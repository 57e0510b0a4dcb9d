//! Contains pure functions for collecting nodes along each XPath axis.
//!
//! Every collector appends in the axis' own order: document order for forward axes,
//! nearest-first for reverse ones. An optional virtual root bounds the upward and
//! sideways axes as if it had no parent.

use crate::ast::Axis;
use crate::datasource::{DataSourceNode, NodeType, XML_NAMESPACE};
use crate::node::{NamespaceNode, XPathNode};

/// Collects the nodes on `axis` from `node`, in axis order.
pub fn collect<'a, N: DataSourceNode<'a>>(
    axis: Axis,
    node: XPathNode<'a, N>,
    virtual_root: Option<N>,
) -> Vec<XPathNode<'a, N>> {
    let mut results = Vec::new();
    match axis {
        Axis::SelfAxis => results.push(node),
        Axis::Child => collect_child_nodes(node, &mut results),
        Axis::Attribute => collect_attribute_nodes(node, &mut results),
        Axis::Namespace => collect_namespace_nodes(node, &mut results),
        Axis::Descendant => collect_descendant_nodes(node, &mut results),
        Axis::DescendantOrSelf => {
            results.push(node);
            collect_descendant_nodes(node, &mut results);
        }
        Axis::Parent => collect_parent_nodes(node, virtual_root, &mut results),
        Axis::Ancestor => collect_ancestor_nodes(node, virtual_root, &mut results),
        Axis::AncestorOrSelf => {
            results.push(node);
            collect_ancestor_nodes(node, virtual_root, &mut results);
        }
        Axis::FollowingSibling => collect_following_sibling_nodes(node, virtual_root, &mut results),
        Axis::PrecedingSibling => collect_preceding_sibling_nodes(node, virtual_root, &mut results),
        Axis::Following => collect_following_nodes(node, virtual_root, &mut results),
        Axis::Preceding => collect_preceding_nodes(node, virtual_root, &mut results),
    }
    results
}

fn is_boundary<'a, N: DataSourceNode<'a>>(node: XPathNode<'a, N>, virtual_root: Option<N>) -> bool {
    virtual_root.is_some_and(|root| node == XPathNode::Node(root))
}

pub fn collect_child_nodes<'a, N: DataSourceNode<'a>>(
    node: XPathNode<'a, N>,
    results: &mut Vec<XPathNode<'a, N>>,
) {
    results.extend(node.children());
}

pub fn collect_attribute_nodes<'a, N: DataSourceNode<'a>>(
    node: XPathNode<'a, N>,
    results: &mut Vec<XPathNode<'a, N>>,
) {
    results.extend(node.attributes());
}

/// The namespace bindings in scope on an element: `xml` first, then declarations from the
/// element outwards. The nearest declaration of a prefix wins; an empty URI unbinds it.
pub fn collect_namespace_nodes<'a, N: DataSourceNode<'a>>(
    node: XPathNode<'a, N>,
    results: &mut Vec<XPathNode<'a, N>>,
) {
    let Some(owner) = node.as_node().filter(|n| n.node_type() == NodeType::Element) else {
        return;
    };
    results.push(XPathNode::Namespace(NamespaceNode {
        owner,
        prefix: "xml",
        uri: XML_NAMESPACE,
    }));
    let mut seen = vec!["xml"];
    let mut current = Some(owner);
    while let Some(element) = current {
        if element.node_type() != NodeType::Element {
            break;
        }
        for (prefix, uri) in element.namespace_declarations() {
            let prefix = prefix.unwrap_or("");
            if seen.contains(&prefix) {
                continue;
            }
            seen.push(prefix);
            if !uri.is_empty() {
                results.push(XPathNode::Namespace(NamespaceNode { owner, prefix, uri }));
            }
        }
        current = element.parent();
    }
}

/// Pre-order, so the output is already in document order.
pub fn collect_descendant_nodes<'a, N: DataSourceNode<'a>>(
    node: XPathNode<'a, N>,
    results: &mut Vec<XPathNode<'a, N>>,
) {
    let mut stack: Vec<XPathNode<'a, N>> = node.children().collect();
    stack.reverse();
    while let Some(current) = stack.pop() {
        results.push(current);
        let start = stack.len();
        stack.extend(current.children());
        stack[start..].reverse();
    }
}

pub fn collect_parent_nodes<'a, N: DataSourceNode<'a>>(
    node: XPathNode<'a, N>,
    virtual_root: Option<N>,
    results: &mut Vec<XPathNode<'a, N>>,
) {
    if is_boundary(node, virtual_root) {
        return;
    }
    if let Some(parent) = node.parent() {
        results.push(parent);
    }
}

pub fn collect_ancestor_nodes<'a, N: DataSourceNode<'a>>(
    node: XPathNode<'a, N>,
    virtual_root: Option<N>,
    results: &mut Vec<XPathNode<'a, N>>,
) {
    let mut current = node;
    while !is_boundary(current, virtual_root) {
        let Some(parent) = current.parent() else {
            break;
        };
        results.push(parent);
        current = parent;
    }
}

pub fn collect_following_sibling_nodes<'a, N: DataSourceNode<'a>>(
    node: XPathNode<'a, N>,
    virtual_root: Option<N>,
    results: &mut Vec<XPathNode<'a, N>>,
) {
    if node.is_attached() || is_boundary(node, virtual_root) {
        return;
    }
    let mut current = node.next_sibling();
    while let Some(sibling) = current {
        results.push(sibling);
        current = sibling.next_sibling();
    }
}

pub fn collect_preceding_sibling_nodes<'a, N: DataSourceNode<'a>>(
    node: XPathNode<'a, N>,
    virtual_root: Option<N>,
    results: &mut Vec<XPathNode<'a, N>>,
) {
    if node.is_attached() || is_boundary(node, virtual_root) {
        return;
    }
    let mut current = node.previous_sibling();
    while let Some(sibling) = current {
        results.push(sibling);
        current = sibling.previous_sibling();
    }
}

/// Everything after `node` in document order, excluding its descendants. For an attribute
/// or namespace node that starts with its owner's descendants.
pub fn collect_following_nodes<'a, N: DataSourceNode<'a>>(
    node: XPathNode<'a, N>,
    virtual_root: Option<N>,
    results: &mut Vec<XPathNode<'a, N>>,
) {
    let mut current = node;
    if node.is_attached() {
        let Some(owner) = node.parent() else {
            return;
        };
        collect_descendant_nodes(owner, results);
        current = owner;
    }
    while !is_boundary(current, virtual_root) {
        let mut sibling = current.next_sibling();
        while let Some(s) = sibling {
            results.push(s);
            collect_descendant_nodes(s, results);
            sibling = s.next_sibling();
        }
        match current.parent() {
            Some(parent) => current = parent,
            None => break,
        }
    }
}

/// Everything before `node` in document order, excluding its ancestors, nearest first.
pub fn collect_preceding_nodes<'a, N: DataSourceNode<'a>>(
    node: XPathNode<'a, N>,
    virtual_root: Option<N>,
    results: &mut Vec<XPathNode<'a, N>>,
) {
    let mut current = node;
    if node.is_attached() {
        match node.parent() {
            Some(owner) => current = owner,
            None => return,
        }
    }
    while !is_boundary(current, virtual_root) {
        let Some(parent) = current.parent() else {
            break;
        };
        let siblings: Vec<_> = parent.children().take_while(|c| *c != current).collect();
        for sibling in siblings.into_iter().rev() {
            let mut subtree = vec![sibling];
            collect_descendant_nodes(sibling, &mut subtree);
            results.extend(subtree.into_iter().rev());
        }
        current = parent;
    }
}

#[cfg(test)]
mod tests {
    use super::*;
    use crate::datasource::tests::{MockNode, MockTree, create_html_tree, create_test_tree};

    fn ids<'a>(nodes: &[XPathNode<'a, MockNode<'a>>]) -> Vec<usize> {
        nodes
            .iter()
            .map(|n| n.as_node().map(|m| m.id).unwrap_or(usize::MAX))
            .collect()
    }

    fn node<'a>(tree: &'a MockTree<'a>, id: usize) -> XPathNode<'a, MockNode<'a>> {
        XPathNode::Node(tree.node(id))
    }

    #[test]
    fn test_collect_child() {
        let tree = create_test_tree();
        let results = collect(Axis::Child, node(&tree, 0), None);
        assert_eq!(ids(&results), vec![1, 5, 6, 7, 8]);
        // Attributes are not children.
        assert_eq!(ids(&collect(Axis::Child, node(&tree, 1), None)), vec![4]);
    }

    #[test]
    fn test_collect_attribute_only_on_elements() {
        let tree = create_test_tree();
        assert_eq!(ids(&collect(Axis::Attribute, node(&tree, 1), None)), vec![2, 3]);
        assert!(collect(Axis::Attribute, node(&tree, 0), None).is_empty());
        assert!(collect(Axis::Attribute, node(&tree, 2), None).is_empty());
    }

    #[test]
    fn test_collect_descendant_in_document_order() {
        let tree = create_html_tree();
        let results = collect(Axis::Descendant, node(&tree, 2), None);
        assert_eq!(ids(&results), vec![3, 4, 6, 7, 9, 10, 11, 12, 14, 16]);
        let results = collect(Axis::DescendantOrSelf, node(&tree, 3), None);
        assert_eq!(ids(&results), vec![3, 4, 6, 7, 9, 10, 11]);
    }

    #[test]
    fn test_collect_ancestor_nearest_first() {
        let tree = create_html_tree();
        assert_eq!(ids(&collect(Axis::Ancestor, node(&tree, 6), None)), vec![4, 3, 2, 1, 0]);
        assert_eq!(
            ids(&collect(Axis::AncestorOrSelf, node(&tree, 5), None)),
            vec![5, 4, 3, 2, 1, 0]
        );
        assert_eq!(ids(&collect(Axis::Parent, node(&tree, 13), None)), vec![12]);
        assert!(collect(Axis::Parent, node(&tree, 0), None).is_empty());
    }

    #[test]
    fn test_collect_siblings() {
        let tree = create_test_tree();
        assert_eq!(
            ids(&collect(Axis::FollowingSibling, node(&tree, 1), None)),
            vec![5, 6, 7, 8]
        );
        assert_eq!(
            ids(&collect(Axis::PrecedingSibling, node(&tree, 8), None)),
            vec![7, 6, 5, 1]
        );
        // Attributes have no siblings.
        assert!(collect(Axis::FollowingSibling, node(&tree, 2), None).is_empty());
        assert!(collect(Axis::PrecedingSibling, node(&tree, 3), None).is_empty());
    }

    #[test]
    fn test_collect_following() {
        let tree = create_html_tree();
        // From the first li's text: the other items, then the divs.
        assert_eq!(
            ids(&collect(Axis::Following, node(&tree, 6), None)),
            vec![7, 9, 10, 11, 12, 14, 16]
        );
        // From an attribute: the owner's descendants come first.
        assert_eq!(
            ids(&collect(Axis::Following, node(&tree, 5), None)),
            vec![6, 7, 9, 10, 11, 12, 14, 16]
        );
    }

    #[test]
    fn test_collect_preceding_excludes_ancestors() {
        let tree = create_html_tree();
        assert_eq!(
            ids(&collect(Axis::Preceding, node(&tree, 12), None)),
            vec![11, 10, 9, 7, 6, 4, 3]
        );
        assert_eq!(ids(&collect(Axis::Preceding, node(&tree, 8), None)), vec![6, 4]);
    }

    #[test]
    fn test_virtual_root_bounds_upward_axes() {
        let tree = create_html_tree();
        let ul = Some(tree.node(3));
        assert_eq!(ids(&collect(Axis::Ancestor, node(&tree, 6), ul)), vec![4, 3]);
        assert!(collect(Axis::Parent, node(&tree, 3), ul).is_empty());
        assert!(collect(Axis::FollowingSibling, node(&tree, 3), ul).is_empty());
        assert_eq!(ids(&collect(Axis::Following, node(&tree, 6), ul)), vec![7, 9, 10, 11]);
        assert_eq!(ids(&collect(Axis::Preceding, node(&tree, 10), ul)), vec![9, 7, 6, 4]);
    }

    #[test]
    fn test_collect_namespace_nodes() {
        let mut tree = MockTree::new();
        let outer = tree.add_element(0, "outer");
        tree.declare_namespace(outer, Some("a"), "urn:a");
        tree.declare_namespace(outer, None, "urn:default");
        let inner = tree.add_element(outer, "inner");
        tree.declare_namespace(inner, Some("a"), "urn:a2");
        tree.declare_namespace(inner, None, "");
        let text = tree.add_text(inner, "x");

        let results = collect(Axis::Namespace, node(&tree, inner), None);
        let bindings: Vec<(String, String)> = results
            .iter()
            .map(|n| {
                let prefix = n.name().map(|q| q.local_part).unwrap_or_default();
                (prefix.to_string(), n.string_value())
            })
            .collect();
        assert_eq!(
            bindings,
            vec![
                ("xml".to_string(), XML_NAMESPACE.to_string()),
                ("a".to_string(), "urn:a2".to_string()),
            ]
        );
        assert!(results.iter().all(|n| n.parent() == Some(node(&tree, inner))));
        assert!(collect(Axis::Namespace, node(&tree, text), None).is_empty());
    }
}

======

■ Try it:
Determine how many lines in the listing hold the word "FollowingSibling". Give only that figure.

■ Response for this exercise:
4